WHAT YOU HAVE TO DO: Copy, from the data below, each line that has the word "format".

**** AVAILABLE RECORDS

//! Local sqlite-backed persistence: the active-ride snapshot, the ride
//! history log, and pending cross-mint bridge payments.
//!
//! Mirrors the shape of a Postgres-backed operator database (pool,
//! `run_migrations`, typed row structs, `wrap_err`-annotated queries) but
//! targets a single embedded sqlite file per peer rather than a shared
//! server database.

#![allow(dead_code)]

use chrono::{DateTime, Utc};
use eyre::{Result, WrapErr};
use serde::{Deserialize, Serialize};
use sqlx::sqlite::{SqlitePool, SqlitePoolOptions};
use sqlx::Row;
use tracing::warn;

use crate::types::SESSION_SNAPSHOT_MAX_AGE_SECS;

pub async fn create_pool(database_url: &str) -> Result<SqlitePool> {
    SqlitePoolOptions::new()
        .max_connections(5)
        .connect(database_url)
        .await
        .wrap_err("failed to open local sqlite database")
}

pub async fn run_migrations(pool: &SqlitePool) -> Result<()> {
    sqlx::migrate!("./migrations")
        .run(pool)
        .await
        .wrap_err("failed to run local database migrations")?;
    Ok(())
}

/// Durable snapshot of the active ride, written on every state-affecting
/// update. `context_json` is the serialized coordinator-specific ride
/// context; this module does not interpret it, only stores and age-gates it.
#[derive(Debug, Clone, Serialize, Deserialize)]
pub struct ActiveRideSnapshot {
    pub confirmation_id: String,
    pub state: String,
    pub context_json: String,
    pub last_processed_driver_action_count: i64,
    pub snapshot_at: DateTime<Utc>,
}

pub async fn save_active_ride_snapshot(pool: &SqlitePool, snapshot: &ActiveRideSnapshot) -> Result<()> {
    sqlx::query(
        r#"
        INSERT INTO active_ride (id, confirmation_id, state, context_json, last_processed_driver_action_count, snapshot_at)
        VALUES (1, ?1, ?2, ?3, ?4, ?5)
        ON CONFLICT(id) DO UPDATE SET
            confirmation_id = excluded.confirmation_id,
            state = excluded.state,
            context_json = excluded.context_json,
            last_processed_driver_action_count = excluded.last_processed_driver_action_count,
            snapshot_at = excluded.snapshot_at
        "#,
    )
    .bind(&snapshot.confirmation_id)
    .bind(&snapshot.state)
    .bind(&snapshot.context_json)
    .bind(snapshot.last_processed_driver_action_count)
    .bind(snapshot.snapshot_at.to_rfc3339())
    .execute(pool)
    .await
    .wrap_err("failed to save active ride snapshot")?;

    Ok(())
}

pub async fn clear_active_ride(pool: &SqlitePool) -> Result<()> {
    sqlx::query("DELETE FROM active_ride WHERE id = 1")
        .execute(pool)
        .await
        .wrap_err("failed to clear active ride snapshot")?;
    Ok(())
}

/// Loads the snapshot and discards it if older than
/// [`SESSION_SNAPSHOT_MAX_AGE_SECS`], returning `None` in that case. A
/// malformed row (should not happen outside disk corruption) is treated the
/// same way: cleared and reported as absent, never surfaced as an error that
/// would block startup.
pub async fn restore_active_ride(pool: &SqlitePool) -> Result<Option<ActiveRideSnapshot>> {
    let row = sqlx::query(
        "SELECT confirmation_id, state, context_json, last_processed_driver_action_count, snapshot_at FROM active_ride WHERE id = 1",
    )
    .fetch_optional(pool)
    .await
    .wrap_err("failed to read active ride snapshot")?;

    let Some(row) = row else {
        return Ok(None);
    };

    let snapshot_at_raw: String = row.get("snapshot_at");
    let snapshot_at = match DateTime::parse_from_rfc3339(&snapshot_at_raw) {
        Ok(dt) => dt.with_timezone(&Utc),
        Err(e) => {
            warn!(error = %e, "active ride snapshot had an unparsable timestamp, discarding");
            clear_active_ride(pool).await?;
            return Ok(None);
        }
    };

    let age_secs = (Utc::now() - snapshot_at).num_seconds();
    if age_secs > SESSION_SNAPSHOT_MAX_AGE_SECS {
        warn!(age_secs, "active ride snapshot is stale, discarding");
        clear_active_ride(pool).await?;
        return Ok(None);
    }

    Ok(Some(ActiveRideSnapshot {
        confirmation_id: row.get("confirmation_id"),
        state: row.get("state"),
        context_json: row.get("context_json"),
        last_processed_driver_action_count: row.get("last_processed_driver_action_count"),
        snapshot_at,
    }))
}

#[derive(Debug, Clone, Serialize, Deserialize)]
pub struct NewHistoryEntry {
    pub confirmation_id: String,
    pub role: String,
    pub counterparty_pubkey: String,
    pub pickup_geohash: Option<String>,
    pub destination_geohash: Option<String>,
    pub distance_km: Option<f64>,
    pub duration_secs: Option<i64>,
    pub fare_sats: Option<i64>,
    pub status: String,
}

pub async fn append_history(pool: &SqlitePool, entry: &NewHistoryEntry) -> Result<i64> {
    let row = sqlx::query(
        r#"
        INSERT INTO ride_history (confirmation_id, role, counterparty_pubkey, pickup_geohash, destination_geohash, distance_km, duration_secs, fare_sats, status, completed_at)
        VALUES (?1, ?2, ?3, ?4, ?5, ?6, ?7, ?8, ?9, ?10)
        RETURNING id
        "#,
    )
    .bind(&entry.confirmation_id)
    .bind(&entry.role)
    .bind(&entry.counterparty_pubkey)
    .bind(&entry.pickup_geohash)
    .bind(&entry.destination_geohash)
    .bind(entry.distance_km)
    .bind(entry.duration_secs)
    .bind(entry.fare_sats)
    .bind(&entry.status)
    .bind(Utc::now().to_rfc3339())
    .fetch_one(pool)
    .await
    .wrap_err("failed to append ride history entry")?;

    Ok(row.get("id"))
}

pub async fn recent_history(pool: &SqlitePool, limit: i64) -> Result<Vec<NewHistoryEntry>> {
    let rows = sqlx::query(
        "SELECT confirmation_id, role, counterparty_pubkey, pickup_geohash, destination_geohash, distance_km, duration_secs, fare_sats, status FROM ride_history ORDER BY id DESC LIMIT ?1",
    )
    .bind(limit)
    .fetch_all(pool)
    .await
    .wrap_err("failed to read ride history")?;

    Ok(rows
        .into_iter()
        .map(|r| NewHistoryEntry {
            confirmation_id: r.get("confirmation_id"),
            role: r.get("role"),
            counterparty_pubkey: r.get("counterparty_pubkey"),
            pickup_geohash: r.get("pickup_geohash"),
            destination_geohash: r.get("destination_geohash"),
            distance_km: r.get("distance_km"),
            duration_secs: r.get("duration_secs"),
            fare_sats: r.get("fare_sats"),
            status: r.get("status"),
        })
        .collect())
}

#[derive(Debug, Clone, PartialEq, Eq, Serialize, Deserialize)]
pub enum BridgeStatus {
    Pending,
    Settled,
    Failed,
}

impl BridgeStatus {
    fn as_str(&self) -> &'static str {
        match self {
            BridgeStatus::Pending => "pending",
            BridgeStatus::Settled => "settled",
            BridgeStatus::Failed => "failed",
        }
    }

    fn from_str(s: &str) -> Self {
        match s {
            "settled" => BridgeStatus::Settled,
            "failed" => BridgeStatus::Failed,
            _ => BridgeStatus::Pending,
        }
    }
}

#[derive(Debug, Clone, Serialize, Deserialize)]
pub struct PendingBridgePayment {
    pub id: String,
    pub ride_id: String,
    pub quote_id: String,
    pub amount_sats: i64,
    pub fee_reserve_sats: i64,
    pub invoice: String,
    pub status: BridgeStatus,
    pub lightning_preimage: Option<String>,
}

pub async fn insert_pending_bridge(pool: &SqlitePool, payment: &PendingBridgePayment) -> Result<()> {
    sqlx::query(
        r#"
        INSERT INTO pending_bridge_payments (id, ride_id, quote_id, amount_sats, fee_reserve_sats, invoice, status, lightning_preimage, created_at)
        VALUES (?1, ?2, ?3, ?4, ?5, ?6, ?7, ?8, ?9)
        "#,
    )
    .bind(&payment.id)
    .bind(&payment.ride_id)
    .bind(&payment.quote_id)
    .bind(payment.amount_sats)
    .bind(payment.fee_reserve_sats)
    .bind(&payment.invoice)
    .bind(payment.status.as_str())
    .bind(&payment.lightning_preimage)
    .bind(Utc::now().to_rfc3339())
    .execute(pool)
    .await
    .wrap_err("failed to insert pending bridge payment")?;

    Ok(())
}

/// Used at `bridge_payment` entry to enforce ride-id-keyed idempotence: a
/// ride with an in-progress bridge must resume polling it, not start a new
/// melt.
pub async fn find_pending_bridge_for_ride(pool: &SqlitePool, ride_id: &str) -> Result<Option<PendingBridgePayment>> {
    let row = sqlx::query(
        "SELECT id, ride_id, quote_id, amount_sats, fee_reserve_sats, invoice, status, lightning_preimage FROM pending_bridge_payments WHERE ride_id = ?1 AND status = 'pending' LIMIT 1",
    )
    .bind(ride_id)
    .fetch_optional(pool)
    .await
    .wrap_err("failed to look up pending bridge payment")?;

    Ok(row.map(|r| PendingBridgePayment {
        id: r.get("id"),
        ride_id: r.get("ride_id"),
        quote_id: r.get("quote_id"),
        amount_sats: r.get("amount_sats"),
        fee_reserve_sats: r.get("fee_reserve_sats"),
        invoice: r.get("invoice"),
        status: BridgeStatus::from_str(&r.get::<String, _>("status")),
        lightning_preimage: r.get("lightning_preimage"),
    }))
}

pub async fn mark_bridge_settled(pool: &SqlitePool, id: &str, lightning_preimage: &str) -> Result<()> {
    sqlx::query("UPDATE pending_bridge_payments SET status = 'settled', lightning_preimage = ?1 WHERE id = ?2")
        .bind(lightning_preimage)
        .bind(id)
        .execute(pool)
        .await
        .wrap_err_with(|| format!("failed to mark bridge payment {id} settled"))?;
    Ok(())
}

pub async fn mark_bridge_failed(pool: &SqlitePool, id: &str) -> Result<()> {
    sqlx::query("UPDATE pending_bridge_payments SET status = 'failed' WHERE id = ?1")
        .bind(id)
        .execute(pool)
        .await
        .wrap_err_with(|| format!("failed to mark bridge payment {id} failed"))?;
    Ok(())
}

pub async fn kv_get(pool: &SqlitePool, key: &str) -> Result<Option<String>> {
    let row = sqlx::query("SELECT value FROM kv_store WHERE key = ?1")
        .bind(key)
        .fetch_optional(pool)
        .await
        .wrap_err_with(|| format!("failed to read kv key {key}"))?;
    Ok(row.map(|r| r.get("value")))
}

pub async fn kv_set(pool: &SqlitePool, key: &str, value: &str) -> Result<()> {
    sqlx::query(
        "INSERT INTO kv_store (key, value) VALUES (?1, ?2) ON CONFLICT(key) DO UPDATE SET value = excluded.value",
    )
    .bind(key)
    .bind(value)
    .execute(pool)
    .await
    .wrap_err_with(|| format!("failed to write kv key {key}"))?;
    Ok(())
}

#[cfg(test)]
mod tests {
    use super::*;

    async fn memory_pool() -> SqlitePool {
        let pool = create_pool("sqlite::memory:").await.unwrap();
        run_migrations(&pool).await.unwrap();
        pool
    }

    #[tokio::test]
    async fn snapshot_round_trips_when_fresh() {
        let pool = memory_pool().await;
        let snap = ActiveRideSnapshot {
            confirmation_id: "abc".into(),
            state: "Confirmed".into(),
            context_json: "{}".into(),
            last_processed_driver_action_count: 3,
            snapshot_at: Utc::now(),
        };
        save_active_ride_snapshot(&pool, &snap).await.unwrap();
        let restored = restore_active_ride(&pool).await.unwrap().unwrap();
        assert_eq!(restored.confirmation_id, "abc");
        assert_eq!(restored.last_processed_driver_action_count, 3);
    }

    #[tokio::test]
    async fn stale_snapshot_is_discarded() {
        let pool = memory_pool().await;
        let snap = ActiveRideSnapshot {
            confirmation_id: "old".into(),
            state: "EnRoute".into(),
            context_json: "{}".into(),
            last_processed_driver_action_count: 0,
            snapshot_at: Utc::now() - chrono::Duration::hours(3),
        };
        save_active_ride_snapshot(&pool, &snap).await.unwrap();
        assert!(restore_active_ride(&pool).await.unwrap().is_none());
        // discarding also clears the row so a second restore stays empty
        assert!(restore_active_ride(&pool).await.unwrap().is_none());
    }

    #[tokio::test]
    async fn history_entries_append_and_list_newest_first() {
        let pool = memory_pool().await;
        for i in 0..3 {
            append_history(
                &pool,
                &NewHistoryEntry {
                    confirmation_id: format!("ride-{i}"),
                    role: "rider".into(),
                    counterparty_pubkey: "pk".into(),
                    pickup_geohash: Some("9q8yy".into()),
                    destination_geohash: None,
                    distance_km: Some(4.2),
                    duration_secs: Some(600),
                    fare_sats: Some(1500),
                    status: "completed".into(),
                },
            )
            .await
            .unwrap();
        }
        let recent = recent_history(&pool, 2).await.unwrap();
        assert_eq!(recent.len(), 2);
        assert_eq!(recent[0].confirmation_id, "ride-2");
    }

    #[tokio::test]
    async fn pending_bridge_lookup_is_ride_id_keyed() {
        let pool = memory_pool().await;
        insert_pending_bridge(
            &pool,
            &PendingBridgePayment {
                id: "bridge-1".into(),
                ride_id: "ride-1".into(),
                quote_id: "quote-1".into(),
                amount_sats: 2000,
                fee_reserve_sats: 20,
                invoice: "lnbc...".into(),
                status: BridgeStatus::Pending,
                lightning_preimage: None,
            },
        )
        .await
        .unwrap();

        let found = find_pending_bridge_for_ride(&pool, "ride-1").await.unwrap();
        assert!(found.is_some());
        assert!(find_pending_bridge_for_ride(&pool, "ride-2").await.unwrap().is_none());

        mark_bridge_settled(&pool, "bridge-1", "preimage-hex").await.unwrap();
        assert!(find_pending_bridge_for_ride(&pool, "ride-1").await.unwrap().is_none());
    }

    #[tokio::test]
    async fn kv_store_round_trips() {
        let pool = memory_pool().await;
        assert!(kv_get(&pool, "roadflare_state").await.unwrap().is_none());
        kv_set(&pool, "roadflare_state", "{\"trusted\":[]}").await.unwrap();
        assert_eq!(
            kv_get(&pool, "roadflare_state").await.unwrap().as_deref(),
            Some("{\"trusted\":[]}")
        );
    }
}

********

TASK RESPONSE:
        .wrap_err_with(|| format!("failed to mark bridge payment {id} settled"))?;
        .wrap_err_with(|| format!("failed to mark bridge payment {id} failed"))?;
        .wrap_err_with(|| format!("failed to read kv key {key}"))?;
    .wrap_err_with(|| format!("failed to write kv key {key}"))?;
                    confirmation_id: format!("ride-{i}"),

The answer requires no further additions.